Dans l’album illustré La retraite de Nénette, Claire Lebourg présente Nénette, l’orang-outan de Bornéo, star du Jardin des Plantes. Encore en vie, cette primate d’environ 52 ans a passé presque la totalité de sa vie à Paris et fait partie des spécimens les plus âgés de son espèce. C’est donc un joli clin d’œil qu’adresse Claire Lebourg en lui rêvant sa retraite: en semi-liberté d’abord (dans un meublé de la capitale) et en lui faisant finalement rejoindre son île, les siens et sa totale liberté dans sa forêt d’origine. C’est seulement dans ces conditions qu’elle pourra rompre définitivement avec son mal-être. Partant d’une situation réelle, l’autrice-illlustratrice s’en distance et imagine, en couleurs, le destin de cette doyenne. Elle croque avec humour les travers de notre société et de notre rapport à l’animal. En saupoudrant la réalité d’idéal, Claire Lebourg délivre aussi un message de respect et invite l’enfant à une salutaire réflexion.

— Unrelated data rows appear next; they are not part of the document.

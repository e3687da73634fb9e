//! Deployment descriptors.
//!
//! A [`Deployment`] names one deployable unit and its constructor arguments.
//! [`deploy`] submits it once and returns the created address.

use alloy::primitives::{Address, Bytes, B256};

use crate::error::{ChainError, Result};
use crate::ledger::{DeployRequest, Ledger};
use crate::receipt::TxReceipt;

/// A named deployable unit with ABI-encoded constructor arguments.
#[derive(Debug, Clone, PartialEq, Eq)]
pub struct Deployment {
    /// Deployment module name, used for logging.
    pub module: String,
    /// Contract name as compiled.
    pub contract: String,
    pub constructor_args: Bytes,
}

impl Deployment {
    pub fn new(
        module: impl Into<String>,
        contract: impl Into<String>,
        constructor_args: impl Into<Bytes>,
    ) -> Self {
        Self {
            module: module.into(),
            contract: contract.into(),
            constructor_args: constructor_args.into(),
        }
    }
}

/// Output of a successful deployment.
#[derive(Debug, Clone)]
pub struct DeployedContract {
    pub address: Address,
    pub transaction_hash: B256,
    pub block_number: Option<u64>,
    pub receipt: TxReceipt,
}

/// Deploys `deployment` from `deployer` and waits for the creation receipt.
pub async fn deploy(
    ledger: &dyn Ledger,
    deployer: Address,
    deployment: &Deployment,
) -> Result<DeployedContract> {
    tracing::info!(
        target: "tokenops::deploy",
        network = ledger.name(),
        module = %deployment.module,
        contract = %deployment.contract,
        deployer = %deployer,
        "Deploying contract"
    );

    let receipt = ledger
        .deploy(DeployRequest {
            from: deployer,
            contract: deployment.contract.clone(),
            constructor_args: deployment.constructor_args.clone(),
        })
        .await?;

    let address = receipt.contract_address.ok_or_else(|| {
        ChainError::Decode(format!(
            "creation receipt {} has no contract address",
            receipt.transaction_hash
        ))
    })?;

    tracing::info!(
        target: "tokenops::deploy",
        module = %deployment.module,
        address = %address,
        tx = %receipt.transaction_hash,
        "{} deployed to {}",
        deployment.contract,
        address
    );

    Ok(DeployedContract {
        address,
        transaction_hash: receipt.transaction_hash,
        block_number: receipt.block_number,
        receipt,
    })
}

Le dernier livre de cette section va conter un moment de l’histoire new-yorkaise lié à l’édification et l’inauguration du pont de Brooklyn en 1883. Pour convaincre la population locale encore incrédule quant à la solidité de ce pont suspendu, le propriétaire du «plus grand chapiteau du monde», le cirque américain Barnum. propose de faire défiler ses 21 éléphants sur l’édifice, et d’en éprouver ainsi la stabilité. Cette parade en forme de défi est un évènement qui offre à Phineas Taylor Barnum une publicité bienvenue et une visibilité à son institution. Cet album raconte bien le gigantisme de l’Amérique, tout y est immense – presque démesuré – et cela se perçoit bien. Les illustrations font la part belle à l’architecture, aux espaces et, bien sûr, aux éléphants, représentés et valorisés sous de nombreux angles. L’ambiance de l’époque est aussi bien traduite par l’illustration qui rend tangible cette réalité éloignée, à la fois dans l’espace et le temps, grâce notamment à un minutieux travail autour des couleurs. Cet évènement hors du commun avait été bien documenté et, hormis le fait que le directeur du cirque parade à la tête de la colonne d’éléphants (décision de l’auteur, qui n’avait pas l’information), le livre s’attache à rester proche du réel.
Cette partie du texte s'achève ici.